Why use MLIR in this case?

- Get debugging, analysis, verification tools and a type system for free / almost using MLIR as a general framework for building an IR
- LLVM already implemented so easier to write an interpreter for (1)
- By virtue of leveraging the common language (b), it's easier to achieve correctness for (1) and (2)
- If any optimizations are needed, they are easy to implement as rewrites

Where I see challenges/questions

- Can MLIR deal with a re-definition of "state" for a dialect? For example, the K framework for formal semantics supports the introduction of new state objects called "cells". Smart contract platforms like Ethereum have a specific architecture with their own memory, storage, that doesn't map directly to traditional computers. Is MLIR relying on low-level state model of machine RAM, etc. as implicit in LLVM, or does it support broader concepts of "state"?
- If not is there a way to "hack" this?
- Another way of asking this is: could MLIR be a good way to describe the canonical semantics of a programming language?
- Is MLIR powerful enough to express concepts like mappings and sets?
- What is the status/coverage of Python bindings right now?
- What sorts of debugging, analysis, tools are already working/planned at this point/

Appreciate your insight.

Best
Peteris

Mehdi AMINI

unread,
Apr 28, 2019, 7:11:13 PM4/28/19
to Peteris Erins, MLIR
On Sun, Apr 28, 2019 at 3:33 PM Peteris Erins <peteri...@gmail.com> wrote:
Hi There,

I'm excited about the prospect of potentially using MLIR for symbolic execution on blockchain, but my understanding of MLIR is not yet good enough to fully evaluate this use case.

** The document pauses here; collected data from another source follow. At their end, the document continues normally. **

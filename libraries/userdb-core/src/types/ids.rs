/// ID types for userdb entities
use serde::{Deserialize, Serialize};
use std::fmt;

/// User identifier
///
/// Ids minted by the store are the decimal form of the envelope's increment
/// counter, but lookups accept any string.
#[derive(Debug, Clone, PartialEq, Eq, Hash, Serialize, Deserialize)]
#[serde(transparent)]
pub struct UserId(String);

impl UserId {
    /// Create a new user ID
    pub fn new(id: impl Into<String>) -> Self {
        Self(id.into())
    }

    /// Id for a given increment counter value
    pub fn from_increment(increment: u64) -> Self {
        Self(increment.to_string())
    }

    /// Get the inner string
    pub fn as_str(&self) -> &str {
        &self.0
    }

    /// Consume the id, returning the inner string
    pub fn into_inner(self) -> String {
        self.0
    }
}

impl fmt::Display for UserId {
    fn fmt(&self, f: &mut fmt::Formatter<'_>) -> fmt::Result {
        write!(f, "{}", self.0)
    }
}

impl From<String> for UserId {
    fn from(id: String) -> Self {
        Self(id)
    }
}

impl From<&str> for UserId {
    fn from(id: &str) -> Self {
        Self(id.to_string())
    }
}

The practical problem I'm facing is the following.

Problem description

We want to build a tool that takes a smart contract (i.e., a program) and can:

1) interpret it
2) convert it into a set of formulae for symbolic execution (the formulas would be expressions for an SMT solver like Z3). For example a program (a) -> { x = a; x += 1; return x } could be turned into these formulas { x1 = a; x2 = x1 + 1; return = x2; }

This is how I would be interested in using MLIR for this problem:

Diagram

AST -> (a) Smart contract dialect -> (b) IR for ops that are easy to model with SMT solver -> LLVM dialect
                                                                                                                                               -> SMT formulas

- Create an MLIR dialect (call it (a)) for the smart contract programming language/bytecode in SSA form
- Create another dialect (call it (b)) that is closer to what SMT solvers can understand
- Implement conversion (a) -> (b)
- Get (1) by writing a (b) -> LLVM dialect converter
- Get (2) by implementing a rewriter from (b) to the SMT solver outside of MLIR or even build the SMT solver as a dialect (c) using MLIR

That seems like a good approach to me (without knowing enough about the domain specific problem).
 

Why use MLIR in this case?

- Get debugging, analysis, verification tools and a type system for free / almost using MLIR as a general framework for building an IR
- LLVM already implemented so easier to write an interpreter for (1)
- By virtue of leveraging the common language (b), it's easier to achieve correctness for (1) and (2)
- If any optimizations are needed, they are easy to implement as rewrites 

Yes that seems like a good summary: we hope to have MLIR mature into a complete framework to build your own IR and set of analyses/transformations, but also create a set of dialects that can be re-used as much as possible.
 

Where I see challenges/questions

- Can MLIR deal with a re-definition of "state" for a dialect? For example, the K framework for formal semantics supports the introduction of new state objects called "cells". Smart contract platforms like Ethereum have a specific architecture with their own memory, storage, that doesn't map directly to traditional computers. Is MLIR relying on low-level state model of machine RAM, etc. as implicit in LLVM, or does it support broader concepts of "state"?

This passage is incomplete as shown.